ISSN ONLINE(2319-8753)PRINT(2347-6710)

All submissions of the EM system will be redirected to Online Manuscript Submission System. Authors are requested to submit articles directly to Online Manuscript Submission System of respective journal.

Enabling Secure and Dependable Client Side Deduplication in Large Cloud Computing

Anushree R1 and Dr Shylaja B S2
  1. P.G. Student, Department of Computer Network and Engineering, Dr AIT College, Bangalore, Karnataka, India
  2. Professor & HOD, Department of Information science and Engineering, Dr AIT College, Bangalore, Karnataka, India
Related article at Pubmed, Scholar Google

Visit for more related articles at International Journal of Innovative Research in Science, Engineering and Technology


Since from recent years, lot of corporate and private users outsource their data to cloud storage providers. Cloud storage services use deduplication which means elimination of redundant data. So it reduces the storage space and bandwidth consumption of data storage services, but brings many security and privacy implications. There are some issues in cloud computing, but security and privacy are most important issues which need to be considered for the public cloud environments. A new client-side deduplication scheme has been proposed for securely sharing and storing data via the public cloud. The proposed method has twofold. Firstly, higher confidentiality is being ensured from unauthorized users. That is, every consumer computes a per data key in order to encrypt the data which intends to store in the cloud. So the data owner manages every data access. Secondly, metadata file is being integrated with access rights, so approved user can access the file which is encrypted with his own private key only


Cloud Storage, Confidentiality,Data Security, Deduplication, Proof of Ownership.


These days, the explosive development of digital contents keeps on raising the demand for network capacity and additional storage, and also an expanding requirement with less cost for the use of storage and network bandwidth in order to transfer data.
Regardless of these critical preferences in saving resources, deduplication brings numerous security issues, significantly because of the multi ownership challenges. Case in point, a few attackers target either the utilization of bandwidth or the privacy. For instance, a client may check whether another client has effectively transferred a record, by attempting to outsource the same document to the cloud.
As of late, to moderate these concerns, numerous efforts have been made to propose diverse security models. These different schemes are called Proof of Ownership system (PoW). The storage server is permitted to check a client data ownership based on hash esteem. Despite that the current PoW schemes have tended to different security properties, regardless still require a cautious thought of potential attacks, for example, leakage of data and poison attacks.
So a new cryptographic strategy has been proposed for secure Proof of Ownership (PoW). In order to overcome security issues in storage, this method use convergent encryption and also the Merkle-based Tree. This method is successful in providing dynamic sharing between users. Using the Merkle-based Tree for the data which is encrypted derives an identifier which is unique. This identifier allows checking the presence of the same data in remote cloud servers. And thus efficient data deduplication is achieved.
Paper is organized as follows. Section II describes related work.Then design of the module components and system architecture is described in Section III. Section IV presents experimental results showing results for upload and download delay. Finally, Section V presents conclusion alone with future enhancement and references.

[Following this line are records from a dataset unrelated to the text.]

impl PageScrollTracker {
    /// A tracker for a pager at rest.
    pub fn new() -> Self {
        Self::default()
    }

    /// Records a scroll state change.
    pub fn on_scroll_state_changed(&mut self, state: ScrollState) {
        self.previous_scroll_state = self.scroll_state;
        self.scroll_state = state;
    }

    /// Current scroll state.
    pub fn scroll_state(&self) -> ScrollState {
        self.scroll_state
    }

    /// Scroll state before the current one.
    pub fn previous_scroll_state(&self) -> ScrollState {
        self.previous_scroll_state
    }

    /// Whether a continuous scroll restyles the selected text. A settle that
    /// did not start from a drag leaves the text alone.
    pub fn update_text(&self) -> bool {
        self.scroll_state != ScrollState::Settling
            || self.previous_scroll_state == ScrollState::Dragging
    }

    /// Whether a continuous scroll moves the indicator. A programmatic jump
    /// (settling straight from rest) is animated by the page selection
    /// instead.
    pub fn update_indicator_on_scroll(&self) -> bool {
        !(self.scroll_state == ScrollState::Settling
            && self.previous_scroll_state == ScrollState::Idle)
    }

    /// Whether a page selection animates the indicator.
    pub fn update_indicator_on_select(&self) -> bool {
        self.scroll_state == ScrollState::Idle
            || (self.scroll_state == ScrollState::Settling
                && self.previous_scroll_state == ScrollState::Idle)
    }

    /// Forgets both states.
    pub fn reset(&mut self) {
        *self = Self::default();
    }
}

/// Moves the pager when the user selects a tab.
struct PagerSelectionListener {
    pager: SharedPager,
}

impl TabSelectionListener for PagerSelectionListener {
    fn on_tab_selected(&self, _strip: &mut TabStripController, tab: &Tab) {
        if let Some(position) = tab.position() {
            self.pager.write().set_current_page(position, true);
        }
    }
}

pub(crate) struct PagerBinding {
    pager: SharedPager,
    tracker: PageScrollTracker,
    auto_refresh: bool,
    configure: Option<ConfigureTab>,
    listener: ListenerId,
}

impl TabStripController {
    /// Mirrors `pager`: one tab per page titled after it, the selection
    /// following the current page and tab selections moving the pager.
    ///
    /// With `auto_refresh` set, [`PagerEvent::DataSetChanged`] rebuilds the
    /// tabs. Passing `None` unbinds and removes every tab.
    pub fn bind_to_pager(&mut self, pager: Option<SharedPager>, auto_refresh: bool) {
        self.bind(pager, auto_refresh, None);
    }

    /// Like [`bind_to_pager`](Self::bind_to_pager), calling `configure` on
    /// every tab it creates after the title is set.
    pub fn bind_to_pager_with(
        &mut self,
        pager: Option<SharedPager>,
        auto_refresh: bool,
        configure: ConfigureTab,
    ) {
        self.bind(pager, auto_refresh, Some(configure));
    }

    fn bind(&mut self, pager: Option<SharedPager>, auto_refresh: bool, configure: Option<ConfigureTab>) {
        if let Some(previous) = self.pager.take() {
            self.remove_selection_listener(previous.listener);
        }
        let Some(pager) = pager else {
            debug!("Unbound from pager");
            self.remove_all_tabs();
            return;
        };
        let listener = self.add_selection_listener(Arc::new(PagerSelectionListener {
            pager: pager.clone(),
        }));
        self.pager = Some(PagerBinding {
            pager,
            tracker: PageScrollTracker::new(),
            auto_refresh,
            configure,
            listener,
        });
        self.populate_from_pager();
    }

    /// Scroll state tracker of the bound pager.
    pub fn pager_scroll_tracker(&self) -> Option<PageScrollTracker> {
        self.pager.as_ref().map(|binding| binding.tracker)
    }

    /// Applies a pager callback. Ignored while no pager is bound.
    pub fn handle_pager_event(&mut self, event: PagerEvent) {
        let Some(binding) = self.pager.as_mut() else {
            return;
        };
        match event {
            PagerEvent::ScrollStateChanged(state) => {
                binding.tracker.on_scroll_state_changed(state);
            }
            PagerEvent::PageScrolled { position, offset } => {
                let tracker = binding.tracker;
                self.set_scroll_position(
                    position,
                    offset,
                    tracker.update_text(),
                    tracker.update_indicator_on_scroll(),
                );
            }
            PagerEvent::PageSelected(index) => {
                let update_indicator = binding.tracker.update_indicator_on_select();
                if self.selected_tab_position() == Some(index) {
                    return;
                }
                let Some(key) = self.tab_key_at(index) else {
                    return;
                };
                if let Err(err) = self.select_tab(Some(key), update_indicator) {
                    warn!("Could not follow pager to page {index}: {err}");
                }
            }
            PagerEvent::DataSetChanged => {
                if binding.auto_refresh {
                    self.populate_from_pager();
                }
            }
            PagerEvent::AdapterChanged => {
                binding.tracker.reset();
                self.populate_from_pager();
            }
        }
    }

    /// Rebuilds every tab from the bound pager and selects its current page.
    fn populate_from_pager(&mut self) {
        let Some(binding) = self.pager.as_ref() else {
            return;
        };
        let configure = binding.configure.clone();
        let (titles, current) = {
            let source = binding.pager.read();
            let titles: Vec<Option<String>> =
                (0..source.page_count()).map(|index| source.page_title(index)).collect();
            (titles, source.current_page())
        };

        self.remove_all_tabs();
        for (index, title) in titles.into_iter().enumerate() {
            let mut tab = self.new_tab();
            if let Some(title) = title {
                tab.set_text(title);
            }
            if let Some(configure) = &configure {
                configure(&mut tab, index);
            }
            if let Err(err) = self.attach_tab(tab, index) {
                warn!("Skipping page {index}: {err}");
            }
        }
        debug!("Populated {} tabs from pager", self.tab_count());

        let Some(last) = self.tab_count().checked_sub(1) else {
            return;
        };
        let current = current.min(last);
        if self.selected_tab_position() == Some(current) {
            return;
        }
        if let Err(err) = self.select_tab(self.tab_key_at(current), true) {
            warn!("Could not select page {current}: {err}");
        }
    }
}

In the paper [1], Pairing-based cryptography method has become a one of the highly active research area. This method define bilinear maps or pairings and also shows how new cryptosystem is being developed with new functionality. The required pairing exist in hyper elliptic curve which is only one known mathematical setting The only curve which is used in practice is elliptical curve that are the most simplest case. All existing implementations of pairing-based cryptosystems are built with elliptic curves. Likewise, a brief outline of elliptic curve and capacities known as the Tate and Weil pairings from which cryptographic pairings are determined.
In the paper [2], Deduplication which is a broadly utilized procedure as a part of capacity administrations, since it manages an extremely efficient utilization of assets being particularly successful for customer level storage administrations. Deduplication has been indicated to experience the ill effects of a few security shortcomings, the most serious ones empowering a pernicious client to get ownership of a document it is not qualified for. Standard answers for this issue oblige clients to demonstrate ownership of information before its transfer. Lamentably, the plans proposed in the writing are extremely burdened on either the server or the customer side.
In the paper [3], the farsite dispersed document framework gives accessibility by recreating every record onto numerous desktop PCs. Since this replication devours noteworthy storage room, it is critical to recover utilized space where conceivable. Estimation of more than 500 desktop document frameworks demonstrates that about 50% of all devoured space is involved by copy documents.
In the paper [4], data deduplication and different systems for decreasing storage utilization assume an imperative part in moderately dealing with today's touchy development of information. Upgrading the utilization of capacity is a piece of a more extensive technique to give a proficient data base that is receptive to element business necessities.
In the paper [5], the quick selection of cloud services has moved system data sharing and progressing working costs for force, cooling, and work can likewise be lessened in light of the fact that there is less gear to work and oversee. Expanding the proficiency and adequacy of their storage surroundings helps organizations uproot imperatives on information development, enhance their administration levels, and better influence the expanding amount and mixed bag of information to enhance their aggressiveness storage. This paper method helps to minimize data transmission and space expected to transfer and store copied information. But the current arrangements, then again, were as of late discovered to be helpless against assaults that empower the assailants to get full access to the whole record put away on the server. And hence secure and dependable Client side deduplication is proposed to address all this issues.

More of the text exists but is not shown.